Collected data

===============

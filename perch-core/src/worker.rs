//! Off-loop work: blocking closures and child processes.
//!
//! Commands that would stall the session hand a [`Job`] to the driver,
//! which runs it here under a timeout and feeds the [`JobResult`] back
//! into the session as a deferred reply. A job that outlives its timeout
//! reports [`CommandError::ProcessTimeout`]; child processes are killed.

use std::process::Output;
use std::sync::Arc;
use std::time::Duration;

use tokio::process::Command;
use tokio::sync::Semaphore;

use crate::dispatch::CommandError;
use crate::dispatch::reply::ReplyTo;

pub type JobFn = Box<dyn FnOnce() -> Result<String, CommandError> + Send>;

pub enum JobKind {
    Blocking(JobFn),
    /// Program and arguments; stdout becomes the reply.
    Process { program: String, args: Vec<String> },
}

pub struct Job {
    pub id: u64,
    pub reply_to: ReplyTo,
    pub kind: JobKind,
    pub timeout: Duration,
}

impl std::fmt::Debug for Job {
    fn fmt(&self, f: &mut std::fmt::Formatter<'_>) -> std::fmt::Result {
        let kind = match &self.kind {
            JobKind::Blocking(_) => "blocking".to_string(),
            JobKind::Process { program, .. } => format!("process {program}"),
        };
        f.debug_struct("Job")
            .field("id", &self.id)
            .field("kind", &kind)
            .field("timeout", &self.timeout)
            .finish()
    }
}

impl Job {
    pub fn blocking(
        reply_to: ReplyTo,
        timeout: Duration,
        f: impl FnOnce() -> Result<String, CommandError> + Send + 'static,
    ) -> Self {
        Self { id: 0, reply_to, kind: JobKind::Blocking(Box::new(f)), timeout }
    }

    pub fn process(reply_to: ReplyTo, timeout: Duration, program: &str, args: &[&str]) -> Self {
        Self {
            id: 0,
            reply_to,
            kind: JobKind::Process {
                program: program.to_string(),
                args: args.iter().map(|a| a.to_string()).collect(),
            },
            timeout,
        }
    }
}

#[derive(Debug)]
pub struct JobResult {
    pub id: u64,
    pub reply_to: ReplyTo,
    pub outcome: Result<String, CommandError>,
}

#[derive(Debug, Clone)]
pub struct WorkerPool {
    permits: Arc<Semaphore>,
}

impl Default for WorkerPool {
    fn default() -> Self {
        Self::new(4)
    }
}

impl WorkerPool {
    pub fn new(size: usize) -> Self {
        Self { permits: Arc::new(Semaphore::new(size.max(1))) }
    }

    /// Run a blocking closure on the blocking pool.
    pub async fn run<T, F>(&self, timeout: Duration, f: F) -> Result<T, CommandError>
    where
        T: Send + 'static,
        F: FnOnce() -> T + Send + 'static,
    {
        let _permit = self
            .permits
            .acquire()
            .await
            .map_err(|_| CommandError::Failed("worker pool is shut down".into()))?;
        let handle = tokio::task::spawn_blocking(f);
        match tokio::time::timeout(timeout, handle).await {
            Ok(Ok(value)) => Ok(value),
            Ok(Err(e)) => {
                tracing::error!(error = %e, "Worker task panicked");
                Err(CommandError::Panicked)
            }
            // The blocking thread cannot be cancelled; its result is dropped.
            Err(_) => Err(CommandError::ProcessTimeout),
        }
    }

    /// Run a child process to completion, killing it on timeout.
    pub async fn run_process(&self, cmd: &mut Command, timeout: Duration) -> Result<Output, CommandError> {
        let _permit = self
            .permits
            .acquire()
            .await
            .map_err(|_| CommandError::Failed("worker pool is shut down".into()))?;
        cmd.kill_on_drop(true);
        match tokio::time::timeout(timeout, cmd.output()).await {
            Ok(Ok(output)) => Ok(output),
            Ok(Err(e)) => Err(CommandError::Failed(format!("could not run process: {e}"))),
            Err(_) => Err(CommandError::ProcessTimeout),
        }
    }

    pub async fn execute(&self, job: Job) -> JobResult {
        let Job { id, reply_to, kind, timeout } = job;
        let outcome = match kind {
            JobKind::Blocking(f) => self.run(timeout, f).await.and_then(|r| r),
            JobKind::Process { program, args } => {
                let mut cmd = Command::new(&program);
                cmd.args(&args);
                self.run_process(&mut cmd, timeout).await.map(|out| process_text(&out))
            }
        };
        if let Err(e) = &outcome {
            tracing::debug!(job = id, error = %e, "Job failed");
        }
        JobResult { id, reply_to, outcome }
    }
}

fn process_text(output: &Output) -> String {
    let stdout = String::from_utf8_lossy(&output.stdout);
    let stderr = String::from_utf8_lossy(&output.stderr);
    let mut text = stdout.trim_end().to_string();
    if text.is_empty() {
        text = stderr.trim_end().to_string();
    }
    if !output.status.success() {
        text.push_str(&format!(" [exit code: {}]", output.status.code().unwrap_or(-1)));
    }
    text.trim().to_string()
}

#[cfg(test)]
mod tests {
    use super::*;

    fn reply_to() -> ReplyTo {
        ReplyTo::new("alice", "alice!a@h", Some("#perch"))
    }

    #[tokio::test]
    async fn blocking_jobs_return_their_value() {
        let pool = WorkerPool::new(2);
        let v = pool.run(Duration::from_secs(5), || 6 * 7).await.unwrap();
        assert_eq!(v, 42);
    }

    #[tokio::test]
    async fn slow_jobs_time_out() {
        let pool = WorkerPool::new(1);
        let job = Job::blocking(reply_to(), Duration::from_millis(50), || {
            std::thread::sleep(Duration::from_millis(500));
            Ok("late".into())
        });
        let result = pool.execute(job).await;
        assert!(matches!(result.outcome, Err(CommandError::ProcessTimeout)));
        assert_eq!(result.reply_to.nick, "alice");
    }

    #[tokio::test]
    async fn child_processes_report_stdout_or_time_out() {
        let pool = WorkerPool::default();
        let ok = pool
            .execute(Job::process(reply_to(), Duration::from_secs(5), "echo", &["hello"]))
            .await;
        assert_eq!(ok.outcome.unwrap(), "hello");
        let slow = pool
            .execute(Job::process(reply_to(), Duration::from_millis(100), "sleep", &["5"]))
            .await;
        assert!(matches!(slow.outcome, Err(CommandError::ProcessTimeout)));
    }
}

===============

Exercise details: Looking at the entries above, copy out every line in which "that" occurs.

Output of the exercise:
//! Commands that would stall the session hand a [`Job`] to the driver,
//! into the session as a deferred reply. A job that outlives its timeout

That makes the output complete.